Удивительно, но не стояла в баре модная кофемашина: щекастый бармен в белой куртке достал пару джезв и стал колдовать над ними и ящиком с песком. Посмотрев на это действо, секунд-майор удовлетворённо кивнул и повернулся к Пархомову.
– Ну, рассказывайте, – предложил он.
– Что… рассказывать?
– Всё. Кто плывёт в вашем ковчеге…
– Я уже начинаю думать, что он постепенно превращается в «Марию Целесту»[12], – нервно хохотнул Эдуард.
– Кто плывёт на вашей яхте, – терпеливо повторил Гривцов. – Какова цель поездки, какое отношение имеют к вам пострадавшие, что происходило вчера и какие причины могли привести к убийству?
– А вы не мелочитесь, господин секунд-майор, – разозлился внезапно Пархомов. – Я это всё буду рассказывать как раз до завтра!
– Ничего, я никуда не спешу. Вы начните, а там само пойдёт…
Тяжело вздохнув, Эдуард покорился и начал говорить.
Сыщик слушал, кивал, делал какие-то пометки в затрёпанном пухлом блокноте. На описании вчерашней рыбалки поднял взгляд и переспросил:
– Значит, обе пострадавшие на реке не развлекались?
– Нет.
– А что они в это время делали?
– Понятия не имею. Я-то был с остальными гостями. Наверное, лучше спросить у стюардов, они сюда то и дело возвращались.
– Спросим, спросим непременно… – задумавшись, Гривцов водил магическим пером по листу блокнота, и там появлялся весьма похожий портрет Пархомова; наконец секунд-майор захлопнул записи и сказал: – Хорошо! Попросите стюардов – сколько их у вас? двое? – вот оба пусть подойдут сюда через полчаса. Я пока побеседую вот с молодым человеком, – он кивнул в сторону бармена, протиравшего стаканы с самым равнодушным видом. – Вы можете быть свободны, но я попрошу вас никуда из Рыбинска не уезжать.
– Я и не собирался, у нас фестиваль завтра, конкурс, – хмуро ответил Эдуард и встал.
Он не стал спрашивать у сыщика, надолго ли он должен задержать здесь яхту: понятно было, что секунд-майор этого и сам не знает. Но торчать в Рыбинске дольше, чем предполагалось, он совсем не хотел.

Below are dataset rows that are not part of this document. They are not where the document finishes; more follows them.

//! folio CLI entrypoint

use anyhow::Result;
use clap::Parser;
use tracing_subscriber::{layer::SubscriberExt, util::SubscriberInitExt, EnvFilter};

use folio::cli::Cli;

#[tokio::main]
async fn main() -> Result<()> {
    // Initialize tracing
    tracing_subscriber::registry()
        .with(EnvFilter::try_from_default_env().unwrap_or_else(|_| EnvFilter::new("info")))
        .with(tracing_subscriber::fmt::layer().with_target(false))
        .init();

    // Parse and execute CLI
    let cli = Cli::parse();
    cli.execute().await
}
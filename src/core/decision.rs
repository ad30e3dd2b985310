//! Review-round decision.
//!
//! Pure function of the two approval flags, the round and the story's cap.
//! Side effects (summaries, persistence, routing) live in the orchestrator.

/// Outcome of a completed review round
#[derive(Debug, Clone, Copy, PartialEq, Eq)]
pub enum Decision {
    /// Send for cover design. `forced` means the revision budget ran out
    /// while at least one role still disapproved.
    Approve { forced: bool },

    /// Ask the writer for another revision; the next review is `next_round`
    Revise { next_round: u32 },
}

impl Decision {
    pub fn is_approve(&self) -> bool {
        matches!(self, Self::Approve { .. })
    }
}

/// Decide what follows review round `round_number`.
///
/// Both approvals win outright. Otherwise a round at or past
/// `max_revisions` is accepted anyway; anything earlier goes back to the
/// writer for exactly one more round.
pub fn evaluate(
    reviewer_approved: bool,
    editor_approved: bool,
    round_number: u32,
    max_revisions: u32,
) -> Decision {
    if reviewer_approved && editor_approved {
        return Decision::Approve { forced: false };
    }

    if round_number >= max_revisions {
        return Decision::Approve { forced: true };
    }

    Decision::Revise {
        next_round: round_number + 1,
    }
}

Поэтому, выйдя из бара, хозяин яхты отыскал глазами своего помощника, подозвал его и отвёл в сторону.
– Вот что, Володя, тот твой приятель, частный детектив, ещё поблизости?
– Верещагин? Вроде бы да, он собирался следовать за фестивалем.
– Отлично. Попроси его встретиться со мной как можно скорее. И скажи, что я удваиваю его обычный гонорар.
– Эдуард Михайлович… – Сошников замялся.
– Ну что ещё?
– Алекс всегда предупреждает клиента, что он находит преступника и передаёт его в руки правосудия в любом случае. Даже если это близкий родственник заказчика.
Тут Пархомов неожиданно развеселился.
– Володя, милый ты мой, у меня родственников нету вообще никаких! Получается, что самый близкий мне человек на этом корабле – ты, понимаешь? Ты не убивал, я не убивал, значит, пусть ищет, находит и передаёт.
– Как скажете, – коротко кивнув, Сошников направился к трапу, но затормозил и спросил: – Кстати, их обеих убили?
– Не знаю… Вот Тьма, я идиот, даже не спросил у стражника!
И мужчины уставились друг на друга… Тут уместно было бы сказать, «уставились, словно два барана», но мы пощадим наших героев и оставим их пока в этом тягостном недоумении.
Упомянутый же сотрудник стражи, а именно секунд-майор Гривцов чему-то весело улыбнулся, одним глотком допил давно остывший кофе и подошёл к барной стойке. Куки, с видом мученика, продолжал протирать сверкающий стакан.
– Ну, выкладывай, – добродушно предложил Гривцов.
– Что выкладывать? – Куки поставил стакан на место и аккуратно сложил тряпочку.
– Всё, дружок, всё, что ты слышал, видел и чувствовал, пока вы плыли. Для начала представься, а там и разговор пойдёт.
– Вася… Ну, то есть, Куконин Василий Христофорович.
– Ишь ты, Христофорович!
– Тут меня все называют Куки! – добавил бармен в припадке откровенности.
– А тебе обидно?
– Да нет, пожалуй…
– Ну, тогда и я позволю себе, Василий Христофорович, именовать тебя тем же прозвищем. Начинай, Куки, налей мне водички вон в тот чистый стакан, и начинай излагать.